Dans sa rédaction antérieure à la loi n° 2011-803 du 5 juillet 2011, l'article L. 3213-1 du code de la santé publique prévoit qu'une personne atteinte de troubles mentaux ne peut être hospitalisée d'office que si ses troubles nécessitent des soins et compromettent la sûreté des personnes ou portent atteinte, de façon grave, à l'ordre public. Dans sa décision n° 2011-135/140 QPC du 9 juin 2011, le Conseil constitutionnel a jugé que de tels motifs peuvent justifier la mise en œuvre d'une mesure privative de liberté au regard des exigences constitutionnelles qui assurent la protection de la liberté individuelle.
L'article L. 3213-2 n'est applicable qu'en cas de danger imminent pour la sûreté des personnes et ne s'applique qu'aux personnes dont le comportement révèle des troubles mentaux manifestes. Dans ces conditions, le législateur pouvait, sans méconnaître les exigences constitutionnelles précitées, permettre qu'une mesure de privation de liberté provisoire soit ordonnée après un simple avis médical.
Toutefois, la privation de liberté prévue par l'article L. 3213-2 est fondée sur l'existence de troubles mentaux. En permettant qu'une telle mesure puisse être prononcée sur le fondement de la seule notoriété publique, les dispositions de cet article n'assurent pas qu'une telle mesure est réservée aux cas dans lesquels elle est adaptée, nécessaire et proportionnée à l'état du malade ainsi qu'à la sûreté des personnes ou la préservation de l'ordre public. Par suite, les mots : " ou, à défaut, par la notoriété publique " doivent être déclarés contraires à la Constitution.
- 11. CONSEIL CONSTITUTIONNEL ET CONTENTIEUX DES NORMES
- 11.8. SENS ET PORTÉE DE LA DÉCISION
- 11.8.6. Portée des décisions dans le temps
- 11.8.6.2. Dans le cadre d'un contrôle a posteriori (article 61-1)
- 11.8.6.2.4. Effets produits par la disposition abrogée
- 11.8.6.2.4.2. Remise en cause des effets
11.8.6.2.4.2.1. Pour les instances en cours ou en cours et à venir
L'abrogation des mots : " ou, à défaut, par la notoriété publique " à l'article L. 3213-2 du code de la santé publique prend effet à compter de la publication de la décision du Conseil constitutionnel et elle est applicable à toutes les instances non jugées définitivement à cette date.

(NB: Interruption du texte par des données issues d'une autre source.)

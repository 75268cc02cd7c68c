//! Connectivity side of SoftDevice API serialization.
//!
//! [`Server`] reads command frames from the link, [`dispatch`] decodes each call and forwards it
//! to a [`SoftDevice`] implementation, and the encoded result goes back as a response frame.
//! SoftDevice events are pushed to the application with [`Server::send_event`].
#![cfg_attr(not(test), no_std)]

mod fmt;

mod dispatch;
mod server;
mod softdevice;

use core::fmt as core_fmt;

use embedded_io::ErrorKind;
use nrf_ser_codec::transport::TransportError;

pub use dispatch::dispatch;
pub use server::Server;
pub use softdevice::SoftDevice;

#[derive(Debug, Clone, Copy, PartialEq, Eq)]
#[cfg_attr(feature = "defmt", derive(defmt::Format))]
pub enum Error {
    Codec(nrf_ser_codec::Error),
    Transport(ErrorKind),
}

impl From<nrf_ser_codec::Error> for Error {
    fn from(error: nrf_ser_codec::Error) -> Self {
        Self::Codec(error)
    }
}

impl From<TransportError> for Error {
    fn from(error: TransportError) -> Self {
        match error {
            TransportError::Io(kind) => Self::Transport(kind),
            TransportError::Codec(e) => Self::Codec(e),
        }
    }
}

impl core_fmt::Display for Error {
    fn fmt(&self, f: &mut core_fmt::Formatter<'_>) -> core_fmt::Result {
        match self {
            Error::Codec(e) => write!(f, "codec error: {}", e),
            Error::Transport(kind) => write!(f, "transport error: {:?}", kind),
        }
    }
}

- 11. CONSEIL CONSTITUTIONNEL ET CONTENTIEUX DES NORMES
- 11.8. SENS ET PORTÉE DE LA DÉCISION
- 11.8.7. Autorité des décisions du Conseil constitutionnel
- 11.8.7.3. Portée des précédentes décisions
11.8.7.3.3. Motivation par renvoi à une autre décision
Dans sa rédaction antérieure à la loi n° 2011-803 du 5 juillet 2011, l'article L. 3213-1 du code de la santé publique prévoit qu'une personne atteinte de troubles mentaux ne peut être hospitalisée d'office que si ses troubles nécessitent des soins et compromettent la sûreté des personnes ou portent atteinte, de façon grave, à l'ordre public. Dans sa décision n° 2011-135-140 du 9 juin 2011, le Conseil constitutionnel a jugé que de tels motifs peuvent justifier la mise en œuvre d'une mesure privative de liberté au regard des exigences constitutionnelles qui assurent la protection de la liberté individuelle.